5 years ago
After a sold out Pier 17 show in New York I stayed at the Soho Grand and made my way to Boston on the midday train, it was full to capacity and unlike our bus, tranquil and safe. I had regrets about leaving the bus but another night in a bed seemed like the right thing to do, a full night in a bed being still is like being a baby in the womb, its sweet. This tour is going well the shows are all selling out and the band are playing the songs with great feeling, the set has bedded in and the camp is fine. I have no idea how many tours we have survived over the years, many, over 60 I would say, and like Groundhog Day the coffee tastes the same each time, it’s how you make it. Sometimes its difficult to image there being many more tours in my life, but I suppose they will fall into place like this one has, and the brew will get even stronger. That would be nice.
In the old days if you wanted to know how a show went down you had to wait for the papers to review you, or rely on backstage back slapping to know how good you were. These fine days its instant, you can go on the internet and there you are in picture and in review, I’m not good at finding the comments but others are, Steve Smith says we are doing great with people saying nice things. I really have passed the stage of needing to wonder what people think about us, I feel confident that what we serve up is the right amount of ingredients and with just the right mixture of spices, we make a fine curry up on the stages of America.

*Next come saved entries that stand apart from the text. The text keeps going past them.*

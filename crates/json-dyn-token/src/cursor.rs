use time::{Date, Duration, OffsetDateTime, PrimitiveDateTime};

use crate::error::ReaderError;
use crate::temporal;
use crate::token::TokenKind;

/// A pull-style cursor over a stream of JSON tokens.
///
/// The typed getters are probes: they return `None` when the current token
/// is of a different kind or does not fit the requested type, and never fail.
pub trait TokenCursor {
    /// Kind of the current token.
    fn token_kind(&self) -> TokenKind;

    /// Moves to the next token. Returns `Ok(false)` once the input is
    /// exhausted, after which [`token_kind`](Self::token_kind) is
    /// [`TokenKind::None`].
    fn advance(&mut self) -> Result<bool, ReaderError>;

    /// Byte offset of the current token in the underlying input.
    fn offset(&self) -> usize;

    /// Text of the current `String`, `PropertyName` or `Comment` token.
    fn get_str(&self) -> Option<&str>;

    /// Raw numeral of the current `Number` token.
    fn number_text(&self) -> Option<&str>;

    fn get_bool(&self) -> Option<bool> {
        match self.token_kind() {
            TokenKind::True => Some(true),
            TokenKind::False => Some(false),
            _ => None,
        }
    }

    fn try_get_i32(&self) -> Option<i32> {
        self.number_text()?.parse().ok()
    }

    fn try_get_i64(&self) -> Option<i64> {
        self.number_text()?.parse().ok()
    }

    /// Parses the numeral as `f64`; numerals that overflow to infinity are
    /// rejected.
    fn try_get_f64(&self) -> Option<f64> {
        self.number_text()?
            .parse::<f64>()
            .ok()
            .filter(|f| f.is_finite())
    }

    fn try_get_date(&self) -> Option<Date> {
        temporal::parse_date(self.string_value()?)
    }

    fn try_get_datetime(&self) -> Option<PrimitiveDateTime> {
        temporal::parse_datetime(self.string_value()?)
    }

    fn try_get_datetime_offset(&self) -> Option<OffsetDateTime> {
        temporal::parse_datetime_offset(self.string_value()?)
    }

    fn try_get_duration(&self) -> Option<Duration> {
        temporal::parse_duration(self.string_value()?)
    }

    /// Text of the current token only when it is a `String` value.
    fn string_value(&self) -> Option<&str> {
        if self.token_kind() == TokenKind::String {
            self.get_str()
        } else {
            None
        }
    }

    /// Moves the cursor onto the last token of the current value.
    ///
    /// On a property name the cursor first steps onto the property's value.
    /// Scalars and comments are left in place. Returns `Ok(false)` when the
    /// input ends before the value is complete.
    fn skip(&mut self) -> Result<bool, ReaderError> {
        if self.token_kind() == TokenKind::PropertyName && !self.advance()? {
            return Ok(false);
        }
        if !self.token_kind().is_container_start() {
            return Ok(true);
        }
        let mut depth = 0usize;
        loop {
            let kind = self.token_kind();
            if kind.is_container_start() {
                depth += 1;
            } else if kind.is_container_end() {
                depth -= 1;
                if depth == 0 {
                    return Ok(true);
                }
            }
            if !self.advance()? {
                return Ok(false);
            }
        }
    }
}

Its not that I’m arrogant about life, the buzz of being respected and written about is fuel indeed, my heart and my eyes though fill me with enough when I see the audience and taste the atmosphere of our recent shows. Pure joy. The days that pass often very quickly on the road, there is so much going on and I’m surrounded by people doing things, feeling things and slipping in and out of their own days. Its tough for us all in and out of the tour, we all miss home we all miss the standing still of normal life, but here this is normal life, being on this train packed with people is normal life for today at least.

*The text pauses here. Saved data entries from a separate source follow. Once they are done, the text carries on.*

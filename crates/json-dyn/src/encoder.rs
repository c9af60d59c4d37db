//! Writes a [`DynamicValue`] through a [`JsonWriter`].
//!
//! Emission follows the runtime variant of each node: containers are opened
//! and closed here, scalar leaves go to the writer's typed methods. Nothing
//! re-dispatches on the dynamic type itself, so nested values cannot loop
//! back into this encoder at the same node.

use json_dyn_token::{JsonWriter, WriterError};

use crate::value::DynamicValue;

#[derive(Debug, Clone, Copy, Default)]
pub struct ValueEncoder {
    lossy: bool,
}

impl ValueEncoder {
    pub fn new() -> Self {
        Self::default()
    }

    /// An encoder that never fails on scalar content: non-finite floats are
    /// written as `null`, and temporal values the writer cannot format are
    /// written as their `Display` text.
    pub fn lossy() -> Self {
        Self { lossy: true }
    }

    pub fn encode(&self, value: &DynamicValue, writer: &mut JsonWriter) -> Result<(), WriterError> {
        match value {
            DynamicValue::Null => writer.write_null(),
            DynamicValue::Bool(b) => writer.write_bool(*b),
            DynamicValue::Integer32(i) => writer.write_i32(*i),
            DynamicValue::Integer64(i) => writer.write_i64(*i),
            DynamicValue::Float64(f) if self.lossy && !f.is_finite() => writer.write_null(),
            DynamicValue::Float64(f) => writer.write_f64(*f),
            DynamicValue::Text(s) => writer.write_str(s),
            DynamicValue::DateOnly(d) => {
                let written = writer.write_date(*d);
                self.or_text(written, writer, || d.to_string())
            }
            DynamicValue::DateTime(dt) => {
                let written = writer.write_datetime(*dt);
                self.or_text(written, writer, || dt.to_string())
            }
            DynamicValue::DateTimeWithOffset(dt) => {
                let written = writer.write_datetime_offset(*dt);
                self.or_text(written, writer, || dt.to_string())
            }
            DynamicValue::Duration(d) => writer.write_duration(*d),
            DynamicValue::List(items) => {
                writer.write_start_array()?;
                for item in items {
                    self.encode(item, writer)?;
                }
                writer.write_end_array()
            }
            DynamicValue::Mapping(map) => {
                writer.write_start_object()?;
                for (key, item) in map {
                    writer.write_property_name(key)?;
                    self.encode(item, writer)?;
                }
                writer.write_end_object()
            }
        }
    }

    /// Temporal writes fail before anything is emitted, so the fallback text
    /// takes the same position.
    fn or_text(
        &self,
        written: Result<(), WriterError>,
        writer: &mut JsonWriter,
        text: impl FnOnce() -> String,
    ) -> Result<(), WriterError> {
        match written {
            Err(WriterError::Temporal(_)) if self.lossy => writer.write_str(&text()),
            other => other,
        }
    }
}

#[cfg(test)]
mod tests {
    use super::*;
    use crate::value::Mapping;
    use time::macros::datetime;

    #[test]
    fn nested_value_inside_host_document() {
        let mut inner = Mapping::new();
        inner.insert("at".into(), DynamicValue::from(datetime!(2023-04-09 01:23:45)));
        inner.insert("n".into(), DynamicValue::Integer64(2_147_483_648));

        let mut writer = JsonWriter::new();
        writer.write_start_object().unwrap();
        writer.write_property_name("property1").unwrap();
        writer.write_str("something").unwrap();
        writer.write_property_name("dynamicData").unwrap();
        ValueEncoder::new()
            .encode(&DynamicValue::Mapping(inner), &mut writer)
            .unwrap();
        writer.write_end_object().unwrap();
        assert_eq!(
            writer.finish().unwrap(),
            r#"{"property1":"something","dynamicData":{"at":"2023-04-09T01:23:45","n":2147483648}}"#
        );
    }

    #[test]
    fn lossy_encoder_writes_null_for_non_finite_floats() {
        let value = DynamicValue::List(vec![
            DynamicValue::Float64(f64::NAN),
            DynamicValue::Float64(f64::NEG_INFINITY),
            DynamicValue::Float64(0.5),
        ]);
        let mut writer = JsonWriter::new();
        ValueEncoder::lossy().encode(&value, &mut writer).unwrap();
        assert_eq!(writer.finish().unwrap(), "[null,null,0.5]");
    }

    #[test]
    fn unformattable_offset_falls_back_to_display_text() {
        let at = datetime!(2023-04-09 01:23:45 +01:00:30);
        let value = DynamicValue::DateTimeWithOffset(at);

        let mut writer = JsonWriter::new();
        let err = ValueEncoder::new().encode(&value, &mut writer).unwrap_err();
        assert!(matches!(err, WriterError::Temporal(_)), "{err:?}");

        let mut writer = JsonWriter::new();
        ValueEncoder::lossy().encode(&value, &mut writer).unwrap();
        assert_eq!(writer.finish().unwrap(), format!("\"{at}\""));
    }

    #[test]
    fn writer_errors_propagate() {
        let value = DynamicValue::List(vec![DynamicValue::Float64(f64::NAN)]);
        let mut writer = JsonWriter::new();
        let err = ValueEncoder::new().encode(&value, &mut writer).unwrap_err();
        assert!(matches!(err, WriterError::NonFiniteNumber(f) if f.is_nan()));
    }
}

The third eye at concerts is becoming overwhelming, when we get to play the classics some nights everyone has a phone in the air filming the song, but do they watch it back or send it to friends, how does that work? Is it a way of being at a live event and engaging yourself in the digital and not the spiritual? In years to come I will say I went to see Prince, lets say, I have no record of me being there but my memory reflects the images and the feelings I felt on that night, I’m not sure I need to recall the digital World to say i have experienced being at a live show. It’s my age. I seldom see people without a screen, people of all ages on this train are all lost in the screen, the couple opposite me are talking but their phones are in front of their eyes as they speak, the older lady across the isle has a screen she keeps tapping at like she is trying to find a way in to some other World. It’s the third eye, a way to see into the future while missing the point of living in the now, the friend who has all the answers the screen that listens to you. Before this was that, the window to see the passing countryside, the wall to look at and dream of wonderful things, the jokes on tour that used to be shared, all gone, there is little now but the tumbleweed of technology as it calms us all into submission.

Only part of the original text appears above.